* _Activity_: Copy, in full, each line of the material that holds the word "Union".

* _Data supplied_:
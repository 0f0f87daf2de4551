use std::collections::BTreeMap;
use std::fmt;
use std::sync::Arc;

use sema_ast::declarations::{ASTTemplateParameter, AggregateKind};
use sema_ast::metadata::ParamAttributes;
use sema_ast::types::{PrimitiveKind, TypeModifier};
use sema_ast::{DeclRef, ModulePackage, Name};

use crate::value::{ConstValue, SymbolValue};

/// Template parameter name to the result it was deduced as.
pub type TemplateBindings = BTreeMap<Name, SemanticResult>;

#[derive(Debug, Clone, PartialEq)]
pub enum SemanticResult {
  Type(AbstractType),
  Value(SymbolValue),
  Ambiguous(Vec<SemanticResult>),
  Unknown,
}

#[derive(Debug, Clone, PartialEq)]
pub struct AbstractType {
  pub kind: TypeKind,
  pub modifier: Option<TypeModifier>,
  /// Set on free functions found by call-syntax extension lookup.
  pub tag: Option<UfcsTag>,
}

/// Marks a candidate reached through `value.f(...)` rewriting; `first_argument` is `value`.
#[derive(Debug, Clone, PartialEq)]
pub struct UfcsTag {
  pub first_argument: Box<SemanticResult>,
}

#[derive(Debug, Clone, PartialEq)]
pub enum TypeKind {
  Primitive(PrimitiveKind),
  Null,
  Pointer(Box<SemanticResult>),
  Array {
    element: Box<SemanticResult>,
    fixed_length: Option<u64>,
  },
  AssocArray {
    value: Box<SemanticResult>,
    key: Box<SemanticResult>,
  },
  Delegate(DelegateType),
  Vector(Box<SemanticResult>),
  Tuple(Vec<SemanticResult>),
  UserDefined(UserDefinedType),
  Alias(AliasType),
  Member(MemberSymbol),
  TemplateParameter(TemplateParameterSymbol),
  /// Result of indexing; wraps the element type.
  ArrayAccess(Box<SemanticResult>),
  /// Result of calling a delegate value; wraps the return type.
  DelegateCall(Box<SemanticResult>),
  Module(DeclRef),
  Package(Arc<ModulePackage>),
}

#[derive(Debug, Clone, PartialEq)]
pub struct DelegateType {
  pub return_type: Box<SemanticResult>,
  pub params: Vec<SemanticResult>,
  pub param_attributes: Vec<ParamAttributes>,
  pub is_function: bool,
  /// Function declaration this delegate type was taken from, if any.
  pub definition: Option<DeclRef>,
}

#[derive(Debug, Clone, Copy, PartialEq, Eq, Hash)]
pub enum UserTypeKind {
  Class,
  Struct,
  Union,
  Interface,
  Template,
  MixinTemplate,
  Enum,
}

impl From<AggregateKind> for UserTypeKind {
  fn from(kind: AggregateKind) -> Self {
    match kind {
      AggregateKind::Class => UserTypeKind::Class,
      AggregateKind::Struct => UserTypeKind::Struct,
      AggregateKind::Union => UserTypeKind::Union,
      AggregateKind::Interface => UserTypeKind::Interface,
      AggregateKind::Template => UserTypeKind::Template,
      AggregateKind::MixinTemplate => UserTypeKind::MixinTemplate,
    }
  }
}

#[derive(Debug, Clone, PartialEq)]
pub struct UserDefinedType {
  pub kind: UserTypeKind,
  pub definition: DeclRef,
  /// Base class of a class, base type of an enum.
  pub base: Option<Box<SemanticResult>>,
  pub interfaces: Vec<SemanticResult>,
  pub deduced: TemplateBindings,
}

#[derive(Debug, Clone, PartialEq)]
pub struct AliasType {
  pub definition: DeclRef,
  /// `None` when the aliased type could not be resolved (or its resolution cycled).
  pub base: Option<Box<SemanticResult>>,
}

/// Reference to a variable, parameter or function; `base` is its declared
/// (or return) type. A constructor reference carries the constructed type.
#[derive(Debug, Clone, PartialEq)]
pub struct MemberSymbol {
  pub definition: DeclRef,
  pub base: Option<Box<SemanticResult>>,
  pub deduced: TemplateBindings,
}

impl MemberSymbol {
  pub fn is_constructor(&self) -> bool {
    self.definition.is_constructor()
  }
}

/// A template parameter, bound to `base` once deduced.
#[derive(Debug, Clone, PartialEq)]
pub struct TemplateParameterSymbol {
  pub parameter: Arc<ASTTemplateParameter>,
  pub base: Option<Box<SemanticResult>>,
}

impl AbstractType {
  pub fn new(kind: TypeKind) -> Self {
    Self {
      kind,
      modifier: None,
      tag: None,
    }
  }

  pub fn with_modifier(
    mut self,
    modifier: Option<TypeModifier>,
  ) -> Self {
    self.modifier = modifier;
    self
  }

  /// `immutable(kind)[]`
  pub fn char_string(kind: PrimitiveKind) -> Self {
    let element = AbstractType::new(TypeKind::Primitive(kind)).with_modifier(Some(TypeModifier::Immutable));
    Self::new(TypeKind::Array {
      element: Box::new(SemanticResult::Type(element)),
      fixed_length: None,
    })
  }

  /// Declaration behind user types, aliases, members and modules.
  pub fn definition(&self) -> Option<&DeclRef> {
    match &self.kind {
      TypeKind::UserDefined(t) => Some(&t.definition),
      TypeKind::Alias(t) => Some(&t.definition),
      TypeKind::Member(t) => Some(&t.definition),
      TypeKind::Module(m) => Some(m),
      TypeKind::Delegate(d) => d.definition.as_ref(),
      _ => None,
    }
  }

  pub fn deduced(&self) -> Option<&TemplateBindings> {
    match &self.kind {
      TypeKind::UserDefined(t) => Some(&t.deduced),
      TypeKind::Member(t) => Some(&t.deduced),
      _ => None,
    }
  }
}

impl SemanticResult {
  pub fn of(kind: TypeKind) -> Self {
    SemanticResult::Type(AbstractType::new(kind))
  }

  pub fn primitive(kind: PrimitiveKind) -> Self {
    Self::of(TypeKind::Primitive(kind))
  }

  pub fn pointer_to(target: SemanticResult) -> Self {
    Self::of(TypeKind::Pointer(Box::new(target)))
  }

  pub fn array_of(element: SemanticResult) -> Self {
    Self::of(TypeKind::Array {
      element: Box::new(element),
      fixed_length: None,
    })
  }

  pub fn fixed_array_of(
    element: SemanticResult,
    length: u64,
  ) -> Self {
    Self::of(TypeKind::Array {
      element: Box::new(element),
      fixed_length: Some(length),
    })
  }

  /// `immutable(char)[]`
  pub fn string_type() -> Self {
    Self::char_string(PrimitiveKind::Char)
  }

  pub fn char_string(kind: PrimitiveKind) -> Self {
    SemanticResult::Type(AbstractType::char_string(kind))
  }

  pub fn value(
    value: ConstValue,
    ty: AbstractType,
  ) -> Self {
    SemanticResult::Value(SymbolValue::new(value, ty))
  }

  pub fn int_value(value: i64) -> Self {
    Self::value(ConstValue::Int(value), AbstractType::new(TypeKind::Primitive(PrimitiveKind::Int)))
  }

  pub fn member(
    definition: DeclRef,
    base: Option<SemanticResult>,
  ) -> Self {
    Self::of(TypeKind::Member(MemberSymbol {
      definition,
      base: base.map(Box::new),
      deduced: TemplateBindings::new(),
    }))
  }

  /// Collapses a candidate list: nested sets are flattened and unknowns dropped.
  pub fn from_candidates(candidates: Vec<SemanticResult>) -> Self {
    let mut flat = Vec::new();
    for candidate in candidates {
      match candidate {
        SemanticResult::Ambiguous(inner) => flat.extend(inner.into_iter().filter(|c| !c.is_unknown())),
        SemanticResult::Unknown => {},
        other => flat.push(other),
      }
    }

    match flat.len() {
      0 => SemanticResult::Unknown,
      1 => flat.remove(0),
      _ => SemanticResult::Ambiguous(flat),
    }
  }

  /// Applies `f` to every candidate of an ambiguous set and re-wraps the outputs.
  pub fn map(
    self,
    f: &mut impl FnMut(SemanticResult) -> SemanticResult,
  ) -> SemanticResult {
    match self {
      SemanticResult::Ambiguous(candidates) => {
        SemanticResult::Ambiguous(candidates.into_iter().map(|c| c.map(&mut *f)).collect())
      },
      other => f(other),
    }
  }

  pub fn is_unknown(&self) -> bool {
    matches!(self, SemanticResult::Unknown)
  }

  pub fn is_ambiguous(&self) -> bool {
    matches!(self, SemanticResult::Ambiguous(_))
  }

  pub fn as_type(&self) -> Option<&AbstractType> {
    match self {
      SemanticResult::Type(t) => Some(t),
      _ => None,
    }
  }

  pub fn kind(&self) -> Option<&TypeKind> {
    self.as_type().map(|t| &t.kind)
  }

  /// Single candidates as a one-element list, sets as their members.
  pub fn candidates(&self) -> Vec<&SemanticResult> {
    match self {
      SemanticResult::Ambiguous(candidates) => candidates.iter().collect(),
      SemanticResult::Unknown => Vec::new(),
      other => vec![other],
    }
  }

  pub fn into_candidates(self) -> Vec<SemanticResult> {
    match self {
      SemanticResult::Ambiguous(candidates) => candidates,
      SemanticResult::Unknown => Vec::new(),
      other => vec![other],
    }
  }

  pub fn definition(&self) -> Option<&DeclRef> {
    self.as_type().and_then(|t| t.definition())
  }

  pub fn tag(&self) -> Option<&UfcsTag> {
    self.as_type().and_then(|t| t.tag.as_ref())
  }

  pub fn with_tag(
    self,
    first_argument: SemanticResult,
  ) -> SemanticResult {
    match self {
      SemanticResult::Type(mut t) => {
        t.tag = Some(UfcsTag {
          first_argument: Box::new(first_argument),
        });
        SemanticResult::Type(t)
      },
      other => other,
    }
  }

  pub fn as_value(&self) -> Option<&SymbolValue> {
    match self {
      SemanticResult::Value(v) => Some(v),
      _ => None,
    }
  }

  /// The type of a value, the result itself otherwise.
  pub fn type_of(&self) -> SemanticResult {
    match self {
      SemanticResult::Value(v) => SemanticResult::Type(v.ty.clone()),
      other => other.clone(),
    }
  }
}

fn write_bindings(
  f: &mut fmt::Formatter<'_>,
  deduced: &TemplateBindings,
) -> fmt::Result {
  if deduced.is_empty() {
    return Ok(());
  }
  write!(f, "!(")?;
  for (i, value) in deduced.values().enumerate() {
    if i > 0 {
      write!(f, ", ")?;
    }
    write!(f, "{}", value)?;
  }
  write!(f, ")")
}

fn write_boxed(
  f: &mut fmt::Formatter<'_>,
  inner: &Option<Box<SemanticResult>>,
) -> fmt::Result {
  match inner {
    Some(inner) => write!(f, "{}", inner),
    None => write!(f, "?"),
  }
}

impl fmt::Display for AbstractType {
  fn fmt(
    &self,
    f: &mut fmt::Formatter<'_>,
  ) -> fmt::Result {
    if let Some(modifier) = self.modifier {
      write!(f, "{}(", modifier.keyword())?;
    }

    match &self.kind {
      TypeKind::Primitive(kind) => write!(f, "{}", kind.keyword())?,
      TypeKind::Null => write!(f, "typeof(null)")?,
      TypeKind::Pointer(inner) => write!(f, "{}*", inner)?,
      TypeKind::Array { element, fixed_length } => match fixed_length {
        Some(len) => write!(f, "{}[{}]", element, len)?,
        None => write!(f, "{}[]", element)?,
      },
      TypeKind::AssocArray { value, key } => write!(f, "{}[{}]", value, key)?,
      TypeKind::Delegate(delegate) => {
        let keyword = if delegate.is_function { "function" } else { "delegate" };
        write!(f, "{} {}(", delegate.return_type, keyword)?;
        for (i, param) in delegate.params.iter().enumerate() {
          if i > 0 {
            write!(f, ", ")?;
          }
          write!(f, "{}", param)?;
        }
        write!(f, ")")?;
      },
      TypeKind::Vector(inner) => write!(f, "__vector({})", inner)?,
      TypeKind::Tuple(items) => {
        write!(f, "(")?;
        for (i, item) in items.iter().enumerate() {
          if i > 0 {
            write!(f, ", ")?;
          }
          write!(f, "{}", item)?;
        }
        write!(f, ")")?;
      },
      TypeKind::UserDefined(t) => {
        write!(f, "{}", t.definition.name)?;
        write_bindings(f, &t.deduced)?;
      },
      TypeKind::Alias(t) => {
        write!(f, "{} = ", t.definition.name)?;
        write_boxed(f, &t.base)?;
      },
      TypeKind::Member(t) => {
        write!(f, "{}", t.definition.name)?;
        write_bindings(f, &t.deduced)?;
        write!(f, " : ")?;
        write_boxed(f, &t.base)?;
      },
      TypeKind::TemplateParameter(t) => {
        write!(f, "{}", t.parameter.name)?;
        if let Some(base) = &t.base {
          write!(f, " = {}", base)?;
        }
      },
      TypeKind::ArrayAccess(inner) | TypeKind::DelegateCall(inner) => write!(f, "{}", inner)?,
      TypeKind::Module(m) => match m.as_module() {
        Some(module) => write!(f, "module {}", module.path)?,
        None => write!(f, "module {}", m.name)?,
      },
      TypeKind::Package(p) => write!(f, "package {}", p.path())?,
    }

    if self.modifier.is_some() {
      write!(f, ")")?;
    }
    Ok(())
  }
}

impl fmt::Display for SemanticResult {
  fn fmt(
    &self,
    f: &mut fmt::Formatter<'_>,
  ) -> fmt::Result {
    match self {
      SemanticResult::Type(t) => write!(f, "{}", t),
      SemanticResult::Value(v) => write!(f, "{}", v.value),
      SemanticResult::Ambiguous(candidates) => {
        write!(f, "ambiguous(")?;
        for (i, c) in candidates.iter().enumerate() {
          if i > 0 {
            write!(f, " | ")?;
          }
          write!(f, "{}", c)?;
        }
        write!(f, ")")
      },
      SemanticResult::Unknown => write!(f, "<unknown>"),
    }
  }
}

* _Solution to this task_:
  Union,
      AggregateKind::Union => UserTypeKind::Union,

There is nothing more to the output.